It Wasn’t You, Though

I recently had a conversation with a couple of my classmates. A lot of the time, those don’t really go well, because I end up sticking my mouth into conversations I have no right to care about, and state opinions I know these “thinkers” simply cannot ever agree with. The theme of this conversation is one that has really been burning in my chest for far too long now: the prestige of institutions and whether or not they deserve them.

One classmate was saying something along the lines of how he was worried that the schools he was applying to were not going to accept him because of his grades not being ridiculously excellent. Okay…if you don’t know about my stance on grades/school as a measure of intelligence, you don’t know me well enough. Fighting against academics is basically all I ever do with my life – but that isn’t the focus right now, so with great restraint, I shall temporarily leave that matter.

My response to said classmate’s comment (his comment was, by the way, not even directed at me, but at the classmate sitting next to me) was something along the lines of: Apply. Forget about whether they accept you or not. Your intelligence is not defined by which college you get into. Go wherever, and make yourself great, and show those who rejected you that you can always be great, with or without them.

His response to my response: that when he’s applying for a job, the first thing they’ll judge him on is which school he comes from.

My response? That if an employer wants to judge me not on my actual capabilities, but on the institution I am affiliated with, I don’t freaking want him/her as my employer.

Here’s the part where we enter a brief, fruitless argument, I am left with self-contained anger, and they are left basically looking at me like I will never understand how the world truly works.

Just to clarify, I understand how the world works, thank you very much; I just do not agree with it, and I will fight to change that every chance I get. But one thing I am sick of is institutions claiming merits for things that they honest-to-goodness do not deserve.

I never really saw this as a problem before I came to this school. I never wrote BECE, but coming here was the first time I’d ever heard of a school having its own, tailored entrance exam. (Of course, since then, I’ve come to know that this is a common thing I had just been oblivious to.) I also heard that “SOS people are sharks oh.” But somehow, I never previously connected this claim to the entrance exam, nor to the claim “SOS is a very good school”. Let’s not even begin to talk about how the main reason they think this is the academic achievements of the students inside it, but hey – let’s move on.

People are under some illusions that certain institutions with recognizable names somehow make you a better person. Popular cases in point: the Ivy League universities. But are they functional as places that better their students, or they’re just elitist?

In my opinion, the selectivity is that defining factor we don’t always seem to take into account. They don’t accept ordinary students and propel them to greater heights just by their existence. LOL, no. They filter the people they accept by these individuals’ own qualities before they accept them, and then when said individuals go on to do the great things I insist they were always capable of doing, the institutions proudly take credit for them…And I just feel like telling these institutions sometimes that, “Umm, hello, it wasn’t you, though.” But duh, they know that already. They MADE the filters, for goodness’ sake.
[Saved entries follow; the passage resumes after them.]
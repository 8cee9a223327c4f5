// WHY: Integer-to-English conversion by walking decimal digits in 3-digit columns
// Works on a digit sequence so magnitudes beyond u64 need no big-integer arithmetic

use std::str::FromStr;

use bitflags::bitflags;
use tracing::debug;

use crate::error::{Result, TextError};

const ONES: [&str; 10] = [
    "zero", "one", "two", "three", "four", "five", "six", "seven", "eight", "nine",
];

const TEENS: [&str; 10] = [
    "ten", "eleven", "twelve", "thirteen", "fourteen", "fifteen", "sixteen", "seventeen",
    "eighteen", "nineteen",
];

const TENS: [&str; 10] = [
    "", "", "twenty", "thirty", "forty", "fifty", "sixty", "seventy", "eighty", "ninety",
];

/// Magnitude word per thousand-group, least significant first
pub const MAGNITUDES: [&str; 10] = [
    "",
    "thousand",
    "million",
    "billion",
    "trillion",
    "quadrillion",
    "quintillion",
    "sextillion",
    "septillion",
    "octillion",
];

/// Exclusive upper bound on the magnitude of a convertible integer
pub const MAX_MAGNITUDE: u128 = 1 << 96;

/// Longest digit run below `MAX_MAGNITUDE`
const MAX_DIGITS: usize = 29;

bitflags! {
    /// Which columns of the current thousand-group have produced words
    #[derive(Debug, Clone, Copy, PartialEq, Eq)]
    pub struct ColumnState: u8 {
        const ONES = 1;
        const TENS = 1 << 1;
        const HUNDREDS = 1 << 2;
    }
}

/// Sign-stripped decimal digits of an integer, most significant first
#[derive(Debug, Clone, PartialEq, Eq)]
pub struct DigitSequence {
    digits: Vec<u8>,
    negative: bool,
}

impl DigitSequence {
    /// Build from an integer whose magnitude fits in 96 bits
    pub fn from_integer(n: i128) -> Result<Self> {
        let magnitude = n.unsigned_abs();
        if magnitude >= MAX_MAGNITUDE {
            return Err(TextError::range(
                "n",
                format!("magnitude of {n} does not fit in 96 bits"),
            ));
        }
        Ok(Self {
            digits: magnitude.to_string().bytes().map(|b| b - b'0').collect(),
            negative: n < 0,
        })
    }

    pub fn digits(&self) -> &[u8] {
        &self.digits
    }

    pub fn is_negative(&self) -> bool {
        self.negative
    }

    pub fn is_zero(&self) -> bool {
        self.digits == [0]
    }
}

impl FromStr for DigitSequence {
    type Err = TextError;

    /// Parse `[+-]?[0-9]+`; surrounding whitespace is ignored
    fn from_str(s: &str) -> Result<Self> {
        let trimmed = s.trim();
        let (negative, body) = match trimmed.as_bytes().first() {
            Some(b'-') => (true, &trimmed[1..]),
            Some(b'+') => (false, &trimmed[1..]),
            _ => (false, trimmed),
        };
        if body.is_empty() || !body.bytes().all(|b| b.is_ascii_digit()) {
            return Err(TextError::InvalidNumber(s.to_string()));
        }

        let significant = body.trim_start_matches('0');
        if significant.is_empty() {
            return Ok(Self {
                digits: vec![0],
                negative: false,
            });
        }
        if significant.len() > MAX_DIGITS {
            return Err(TextError::range("n", format!("{s} does not fit in 96 bits")));
        }
        let magnitude: u128 = significant
            .parse()
            .map_err(|_| TextError::InvalidNumber(s.to_string()))?;
        if magnitude >= MAX_MAGNITUDE {
            return Err(TextError::range("n", format!("{s} does not fit in 96 bits")));
        }

        Ok(Self {
            digits: significant.bytes().map(|b| b - b'0').collect(),
            negative,
        })
    }
}

fn push_word(out: &mut String, word: &str) {
    if !out.is_empty() {
        out.push(' ');
    }
    out.push_str(word);
}

/// Render a digit sequence as English words
///
/// Digits are walked most significant first. Each digit's place decides its
/// column; reaching a ones column closes the thousand-group, emits the
/// group's magnitude word if any column produced output, and resets the
/// column state.
pub fn to_words(sequence: &DigitSequence) -> String {
    if sequence.is_zero() {
        return ONES[0].to_string();
    }

    let digits = &sequence.digits;
    let count = digits.len();
    debug!(digits = count, negative = sequence.negative, "Wording digit sequence");

    let mut out = String::with_capacity(count * 12);
    if sequence.negative {
        out.push_str("negative");
    }

    let mut state = ColumnState::empty();
    for (i, &digit) in digits.iter().enumerate() {
        let place = count - 1 - i;
        let digit = usize::from(digit);

        match place % 3 {
            2 => {
                if digit != 0 {
                    push_word(&mut out, ONES[digit]);
                    push_word(&mut out, "hundred");
                    state |= ColumnState::HUNDREDS;
                }
            }
            1 => {
                if digit == 1 {
                    // Teen consumes the ones digit of this group
                    push_word(&mut out, TEENS[usize::from(digits[i + 1])]);
                    state |= ColumnState::TENS | ColumnState::ONES;
                } else if digit >= 2 {
                    push_word(&mut out, TENS[digit]);
                    state |= ColumnState::TENS;
                }
            }
            _ => {
                if digit != 0 && !state.contains(ColumnState::ONES) {
                    if state.contains(ColumnState::TENS) {
                        out.push('-');
                        out.push_str(ONES[digit]);
                    } else {
                        push_word(&mut out, ONES[digit]);
                    }
                    state |= ColumnState::ONES;
                }

                let group = place / 3;
                if group > 0 && !state.is_empty() {
                    push_word(&mut out, MAGNITUDES[group]);
                }
                state = ColumnState::empty();
            }
        }
    }

    out
}

/// Convert an integer with a magnitude below 2^96 into English words
pub fn number_to_words(n: i128) -> Result<String> {
    Ok(to_words(&DigitSequence::from_integer(n)?))
}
I have memories from when I was about twelve or thirteen, around Form 1 in Faith Montessori School (LOL I’m never going back there). I had already decided by then that I wanted to be a writer, of course. This really is my longest lasting aspiration. But my English and Literature teachers were like my enemies, somehow always trying to find new ways to tell me that I couldn’t write, couldn’t analyse, like my brain and imagination worked wrongly, marking me down constantly, for reasons I knew, even then, were not logical. They, whose every lesson-plan for every poem or story analysis was a word-for-word recital from Sparknotes, were berating me for using my brain?

The antagonism is long. But basically, somewhere around 2011 or something, I had decided that when I eventually published my first book, I would dedicate it to all my useless English teachers, thanking them for having basically no effect on my life and education. Yeah. I was (am?) that mean. Because somehow, I knew that the school where I was absolutely miserable and mentally confined may one day try to take the praise for moulding me positively, when I became successful – which would, of course, be some type of blasphemy. That vision haunted me.

It didn’t end in high school. By the end of my second year, Literature was my least favourite subject. Absolutely despised it. So, of course, that experience did nothing to dissolve my resolve to put that pre-decided dedication in my first book. Am I still going to do it? Who knows? (I might never even get published in the first place, never even be successful.) But I still maintain that these institutions are not the ones that achieved the people’s achievements for them.

So now, the idea that a Princeton graduate of equal or lower capabilities than someone from a college you’ve probably never heard of is more likely to get a job you both applied for is only serving to further destroy any shred of hope I might have in coming to like this nasty political franchise we call Planet Earth.

The last thing I need you to tell me right now is that “that’s how the world is.” Don’t you dare play that “and you can’t change it” card. First of all, rebellion is in my very blood and if you bore me, I’ll frickin’ hex you! You’ll be literally dead by the next story I write. See, the only reason these silly things stay as they are is because you humans are content enough to accept the unfairness of the world, convince yourselves you can’t make a difference, and integrate yourselves into the corruption.

Define thyself not by thy institution.